Obtaining fuzzy rules from interval-censored data with genetic algorithms and a random sets-based semantic of the linguistic labels

  • Authors:
  • Luciano Sánchez;Inés Couso

  • Affiliations:
  • University of Oviedo, Computer Science Department, Campus de Viesques, 33071, Gijón, Asturias, Spain;University of Oviedo, Statistics Department, Facultad de Ciencias, 33071, Oviedo, Asturias, Spain

  • Venue:
  • Soft Computing - A Fusion of Foundations, Methodologies and Applications - Special Issue on Intelligent Systems, Design and Applications (ISDA 2009)
  • Year:
  • 2011

Quantified Score

Hi-index 0.00

Visualization

Abstract

Fuzzy memberships can be understood as coverage functions of random sets. This interpretation makes sense in the context of fuzzy rule learning: a random-sets-based semantic of the linguistic labels is compatible with the use of fuzzy statistics for obtaining knowledge bases from data.
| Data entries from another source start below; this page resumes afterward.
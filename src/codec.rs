//! Container codec capability.
//!
//! The embedding core only needs two things from a raster container: turn
//! file bytes into a [`CarrierGrid`] and turn a grid back into file bytes.
//! [`ContainerCodec`] is that seam; [`BitmapCodec`] is the built-in
//! implementation over PNM, BMP, farbfeld and, behind their features, PNG
//! and QOI.

use core::fmt;
use core::str::FromStr;

use enough::{Stop, Unstoppable};

use crate::error::{BitmapError, StegoError};
use crate::grid::{CarrierGrid, SampleDepth};
use crate::limits::Limits;

/// Raster container decode/encode, as seen by the embedding core.
pub trait ContainerCodec {
    /// Output container selector.
    type Format: Copy + fmt::Debug;
    /// Container failures, surfaced unchanged through [`StegoError::Container`].
    type Error: std::error::Error + Send + Sync + 'static;

    /// Decode container bytes into a grid, reporting which format they were.
    fn decode(&self, data: &[u8]) -> Result<(CarrierGrid, Self::Format), Self::Error>;

    /// Encode a grid into container bytes of the given format.
    fn encode(&self, grid: &CarrierGrid, format: Self::Format) -> Result<Vec<u8>, Self::Error>;

    /// Whether `format` reproduces every sample of a grid with `depth`
    /// exactly. Formats that do not are refused as output targets.
    fn preserves_samples(&self, format: Self::Format, depth: SampleDepth) -> bool;
}

/// Container formats handled by [`BitmapCodec`].
#[non_exhaustive]
#[derive(Clone, Copy, Debug, PartialEq, Eq, Hash)]
pub enum ContainerFormat {
    /// P6 binary PPM, maxval 255 or 65535.
    Ppm,
    /// P7 PAM with RGB or RGB_ALPHA tuples, maxval 255 or 65535.
    Pam,
    /// Uncompressed 24-bit or 32-bit BMP.
    Bmp,
    /// Farbfeld, 16-bit RGBA.
    Farbfeld,
    /// PNG, written as 8-bit or 16-bit RGB or RGBA.
    #[cfg(feature = "png")]
    Png,
    /// QOI, 8-bit RGB or RGBA.
    #[cfg(feature = "qoi")]
    Qoi,
}

impl ContainerFormat {
    /// Short lowercase name, also accepted by [`FromStr`].
    pub fn name(self) -> &'static str {
        match self {
            Self::Ppm => "ppm",
            Self::Pam => "pam",
            Self::Bmp => "bmp",
            Self::Farbfeld => "farbfeld",
            #[cfg(feature = "png")]
            Self::Png => "png",
            #[cfg(feature = "qoi")]
            Self::Qoi => "qoi",
        }
    }

    /// Whether this format stores samples of `depth` without loss.
    pub fn preserves(self, depth: SampleDepth) -> bool {
        match self {
            Self::Ppm | Self::Pam | Self::Farbfeld => true,
            Self::Bmp => depth == SampleDepth::Eight,
            #[cfg(feature = "png")]
            Self::Png => true,
            #[cfg(feature = "qoi")]
            Self::Qoi => depth == SampleDepth::Eight,
        }
    }
}

impl fmt::Display for ContainerFormat {
    fn fmt(&self, f: &mut fmt::Formatter<'_>) -> fmt::Result {
        f.write_str(self.name())
    }
}

impl FromStr for ContainerFormat {
    type Err = StegoError;

    fn from_str(s: &str) -> Result<Self, Self::Err> {
        match s.to_ascii_lowercase().as_str() {
            "ppm" => Ok(Self::Ppm),
            "pam" => Ok(Self::Pam),
            "bmp" => Ok(Self::Bmp),
            "farbfeld" | "ff" => Ok(Self::Farbfeld),
            #[cfg(feature = "png")]
            "png" => Ok(Self::Png),
            #[cfg(feature = "qoi")]
            "qoi" => Ok(Self::Qoi),
            "jpeg" | "jpg" => Err(StegoError::UnsupportedFormat(
                "jpeg is lossy and cannot carry payload bytes".into(),
            )),
            other => Err(StegoError::UnsupportedFormat(other.into())),
        }
    }
}

/// Identify a container from its magic bytes.
pub fn detect(data: &[u8]) -> Option<ContainerFormat> {
    match data {
        [b'P', b'6', ..] => Some(ContainerFormat::Ppm),
        [b'P', b'7', ..] => Some(ContainerFormat::Pam),
        [b'B', b'M', ..] => Some(ContainerFormat::Bmp),
        _ if data.starts_with(b"farbfeld") => Some(ContainerFormat::Farbfeld),
        #[cfg(feature = "png")]
        _ if data.starts_with(crate::png::SIGNATURE) => Some(ContainerFormat::Png),
        #[cfg(feature = "qoi")]
        _ if data.starts_with(b"qoif") => Some(ContainerFormat::Qoi),
        _ => None,
    }
}

/// Decode any supported container (auto-detected) into a carrier grid.
pub fn decode(
    data: &[u8],
    stop: impl Stop,
) -> Result<(CarrierGrid, ContainerFormat), BitmapError> {
    decode_with_limits(data, None, &stop)
}

/// Decode with resource limits checked before the grid is allocated.
pub fn decode_with_limits(
    data: &[u8],
    limits: Option<&Limits>,
    stop: &dyn Stop,
) -> Result<(CarrierGrid, ContainerFormat), BitmapError> {
    let format = detect(data).ok_or(BitmapError::UnrecognizedFormat)?;
    let grid = match format {
        ContainerFormat::Ppm | ContainerFormat::Pam => crate::pnm::decode(data, limits, stop)?,
        ContainerFormat::Bmp => crate::bmp::decode(data, limits, stop)?,
        ContainerFormat::Farbfeld => crate::farbfeld::decode(data, limits, stop)?,
        #[cfg(feature = "png")]
        ContainerFormat::Png => crate::png::decode(data, limits, stop)?,
        #[cfg(feature = "qoi")]
        ContainerFormat::Qoi => crate::qoi::decode(data, limits, stop)?,
    };
    Ok((grid, format))
}

/// Encode a carrier grid as `format`.
pub fn encode(
    grid: &CarrierGrid,
    format: ContainerFormat,
    stop: impl Stop,
) -> Result<Vec<u8>, BitmapError> {
    let stop: &dyn Stop = &stop;
    match format {
        ContainerFormat::Ppm => crate::pnm::encode(grid, crate::pnm::PnmFormat::Ppm, stop),
        ContainerFormat::Pam => crate::pnm::encode(grid, crate::pnm::PnmFormat::Pam, stop),
        ContainerFormat::Bmp => crate::bmp::encode(grid, stop),
        ContainerFormat::Farbfeld => crate::farbfeld::encode(grid, stop),
        #[cfg(feature = "png")]
        ContainerFormat::Png => crate::png::encode(grid, stop),
        #[cfg(feature = "qoi")]
        ContainerFormat::Qoi => crate::qoi::encode(grid, stop),
    }
}

/// The built-in [`ContainerCodec`] over the lossless bitmap formats.
#[derive(Clone, Debug, Default)]
pub struct BitmapCodec {
    limits: Limits,
}

impl BitmapCodec {
    pub fn new() -> Self {
        Self::default()
    }

    /// Apply resource limits to every decode.
    pub fn with_limits(limits: Limits) -> Self {
        Self { limits }
    }

    pub fn limits(&self) -> &Limits {
        &self.limits
    }
}

impl ContainerCodec for BitmapCodec {
    type Format = ContainerFormat;
    type Error = BitmapError;

    fn decode(&self, data: &[u8]) -> Result<(CarrierGrid, ContainerFormat), BitmapError> {
        decode_with_limits(data, Some(&self.limits), &Unstoppable)
    }

    fn encode(&self, grid: &CarrierGrid, format: ContainerFormat) -> Result<Vec<u8>, BitmapError> {
        encode(grid, format, Unstoppable)
    }

    fn preserves_samples(&self, format: ContainerFormat, depth: SampleDepth) -> bool {
        format.preserves(depth)
    }
}

#[cfg(test)]
mod tests {
    use super::*;

    #[test]
    fn detects_magic() {
        assert_eq!(detect(b"P6\n1 1\n255\n"), Some(ContainerFormat::Ppm));
        assert_eq!(detect(b"P7\nWIDTH 1\n"), Some(ContainerFormat::Pam));
        assert_eq!(detect(b"BM...."), Some(ContainerFormat::Bmp));
        assert_eq!(detect(b"farbfeld\0\0\0\x01"), Some(ContainerFormat::Farbfeld));
        assert_eq!(detect(b"GIF89a"), None);
        assert_eq!(detect(b""), None);
    }

    #[cfg(feature = "png")]
    #[test]
    fn png_is_detected_and_lossless_at_both_depths() {
        assert_eq!(detect(b"\x89PNG\r\n\x1a\n\0\0\0\x0dIHDR"), Some(ContainerFormat::Png));
        assert_eq!("png".parse::<ContainerFormat>().unwrap(), ContainerFormat::Png);
        let codec = BitmapCodec::new();
        assert!(codec.preserves_samples(ContainerFormat::Png, SampleDepth::Eight));
        assert!(codec.preserves_samples(ContainerFormat::Png, SampleDepth::Sixteen));
    }

    #[test]
    fn parses_names() {
        assert_eq!("PPM".parse::<ContainerFormat>().unwrap(), ContainerFormat::Ppm);
        assert_eq!("ff".parse::<ContainerFormat>().unwrap(), ContainerFormat::Farbfeld);
        for name in ["jpeg", "gif", "webp", ""] {
            assert!(matches!(
                name.parse::<ContainerFormat>(),
                Err(StegoError::UnsupportedFormat(_))
            ));
        }
    }

    #[test]
    fn eight_bit_only_formats_refuse_sixteen_bit() {
        let codec = BitmapCodec::new();
        assert!(codec.preserves_samples(ContainerFormat::Bmp, SampleDepth::Eight));
        assert!(!codec.preserves_samples(ContainerFormat::Bmp, SampleDepth::Sixteen));
        assert!(codec.preserves_samples(ContainerFormat::Farbfeld, SampleDepth::Eight));
        assert!(codec.preserves_samples(ContainerFormat::Pam, SampleDepth::Sixteen));
    }

    #[test]
    fn unknown_magic_is_a_container_error() {
        assert!(matches!(
            decode(b"GIF89a", Unstoppable),
            Err(BitmapError::UnrecognizedFormat)
        ));
    }
}
//! PNG carriers via the [png](https://crates.io/crates/png) crate.
//!
//! Any PNG decodes: palette and sub-byte images are expanded to 8 bits and
//! grayscale is replicated into R, G and B. Output is always truecolor RGB or
//! RGBA at the grid's depth, which PNG stores exactly for both 8 and 16 bits.

use std::io;

use ::png::{BitDepth, ColorType, Decoder, DecodingError, Encoder, Transformations};
use enough::Stop;
use rgb::RGBA16;

use crate::error::BitmapError;
use crate::grid::{CarrierGrid, SampleDepth};
use crate::limits::Limits;

/// PNG file signature.
pub(crate) const SIGNATURE: &[u8; 8] = b"\x89PNG\r\n\x1a\n";

/// Worst-case DEFLATE expansion of the compressed input.
const MAX_INFLATE_RATIO: usize = 1032;

fn decoding_error(err: DecodingError) -> BitmapError {
    match err {
        DecodingError::IoError(e) if e.kind() == io::ErrorKind::UnexpectedEof => {
            BitmapError::UnexpectedEof
        }
        DecodingError::LimitsExceeded => {
            BitmapError::LimitExceeded("PNG decoder allocation".into())
        }
        other => BitmapError::InvalidData(format!("PNG: {other}")),
    }
}

fn color_channels(color: ColorType) -> usize {
    match color {
        ColorType::Grayscale | ColorType::Indexed => 1,
        ColorType::GrayscaleAlpha => 2,
        ColorType::Rgb => 3,
        ColorType::Rgba => 4,
    }
}

pub(crate) fn decode(
    data: &[u8],
    limits: Option<&Limits>,
    stop: &dyn Stop,
) -> Result<CarrierGrid, BitmapError> {
    let budget = limits
        .and_then(|l| l.max_memory_bytes)
        .map_or(usize::MAX, |b| usize::try_from(b).unwrap_or(usize::MAX));
    let mut decoder = Decoder::new_with_limits(data, ::png::Limits { bytes: budget });
    decoder.set_transformations(Transformations::EXPAND);
    let mut reader = decoder.read_info().map_err(decoding_error)?;

    let (width, height, stored_color, stored_depth) = {
        let info = reader.info();
        (info.width, info.height, info.color_type, info.bit_depth)
    };
    if width == 0 || height == 0 {
        return Err(BitmapError::InvalidHeader(format!(
            "zero dimension {width}x{height}"
        )));
    }
    if let Some(limits) = limits {
        limits.check(width, height)?;
    }

    // The compressed stream can only inflate so far; a header claiming more
    // stored bytes than that cannot be backed by the input.
    let too_large = || BitmapError::DimensionsTooLarge { width, height };
    let bits_per_pixel = color_channels(stored_color) * stored_depth as usize;
    let stored_row = (width as usize)
        .checked_mul(bits_per_pixel)
        .map(|bits| bits.div_ceil(8))
        .ok_or_else(too_large)?;
    let stored = stored_row
        .checked_mul(height as usize)
        .ok_or_else(too_large)?;
    if stored > data.len().saturating_mul(MAX_INFLATE_RATIO) {
        return Err(BitmapError::UnexpectedEof);
    }

    let (color, depth) = reader.output_color_type();
    let channels = color_channels(color);
    let bytes_per_sample = if depth == BitDepth::Sixteen { 2 } else { 1 };
    let w = width as usize;
    let h = height as usize;
    let row_bytes = w
        .checked_mul(channels * bytes_per_sample)
        .ok_or_else(too_large)?;
    let out_bytes = row_bytes.checked_mul(h).ok_or_else(too_large)?;

    stop.check()?;
    let mut buf = vec![0u8; out_bytes];
    reader.next_frame(&mut buf).map_err(decoding_error)?;

    let sample_depth = if depth == BitDepth::Sixteen {
        SampleDepth::Sixteen
    } else {
        SampleDepth::Eight
    };
    let opaque = sample_depth.max_value();
    let has_alpha = matches!(color, ColorType::Rgba | ColorType::GrayscaleAlpha);

    let mut out = Vec::with_capacity(w * h);
    for (row_idx, row) in buf.chunks_exact(row_bytes).enumerate() {
        if row_idx % 16 == 0 {
            stop.check()?;
        }
        let mut samples = row.chunks_exact(bytes_per_sample).map(|s| match s {
            [hi, lo] => u16::from_be_bytes([*hi, *lo]),
            [v] => u16::from(*v),
            _ => 0,
        });
        for _ in 0..w {
            let mut next = || samples.next().unwrap_or(0);
            let px = match channels {
                1 => {
                    let v = next();
                    RGBA16::new(v, v, v, opaque)
                }
                2 => {
                    let v = next();
                    RGBA16::new(v, v, v, next())
                }
                3 => RGBA16::new(next(), next(), next(), opaque),
                _ => RGBA16::new(next(), next(), next(), next()),
            };
            out.push(px);
        }
    }

    Ok(CarrierGrid::new(out, w, h, sample_depth, has_alpha))
}

pub(crate) fn encode(grid: &CarrierGrid, stop: &dyn Stop) -> Result<Vec<u8>, BitmapError> {
    let width = grid.width() as u32;
    let height = grid.height() as u32;
    let channels = if grid.has_alpha() { 4 } else { 3 };
    let (color, bytes_per_sample) = match (grid.has_alpha(), grid.depth()) {
        (true, SampleDepth::Eight) => (ColorType::Rgba, 1),
        (false, SampleDepth::Eight) => (ColorType::Rgb, 1),
        (true, SampleDepth::Sixteen) => (ColorType::Rgba, 2),
        (false, SampleDepth::Sixteen) => (ColorType::Rgb, 2),
    };
    let depth = if bytes_per_sample == 2 {
        BitDepth::Sixteen
    } else {
        BitDepth::Eight
    };
    let raw_len = grid
        .width()
        .checked_mul(grid.height())
        .and_then(|wh| wh.checked_mul(channels * bytes_per_sample))
        .ok_or(BitmapError::DimensionsTooLarge { width, height })?;

    let mut raw = Vec::with_capacity(raw_len);
    for y in 0..grid.height() {
        if y % 16 == 0 {
            stop.check()?;
        }
        for x in 0..grid.width() {
            let px = grid.pixel(x, y);
            let samples = [px.r, px.g, px.b, px.a];
            for &sample in &samples[..channels] {
                match grid.depth() {
                    SampleDepth::Eight => raw.push(sample as u8),
                    SampleDepth::Sixteen => raw.extend_from_slice(&sample.to_be_bytes()),
                }
            }
        }
    }

    let encoding_error = |e: ::png::EncodingError| BitmapError::InvalidData(format!("PNG: {e}"));
    let mut out = Vec::new();
    let mut encoder = Encoder::new(&mut out, width, height);
    encoder.set_color(color);
    encoder.set_depth(depth);
    let mut writer = encoder.write_header().map_err(encoding_error)?;
    writer.write_image_data(&raw).map_err(encoding_error)?;
    writer.finish().map_err(encoding_error)?;
    Ok(out)
}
In particular, in this paper we formulate the learning of a fuzzy-rule-based classifier as a problem of statistical inference. We propose to learn rules by maximizing the likelihood of the classifier. Furthermore, we have extended this methodology to interval-censored data, and propose to use upper and lower bounds of the likelihood to evolve rule bases. Combining descent algorithms and a co-evolutionary scheme, we are able to obtain rule-based classifiers from imprecise data sets, and can also identify the conflictive instances in the training set: those that contribute the most to the indetermination of the likelihood of the model.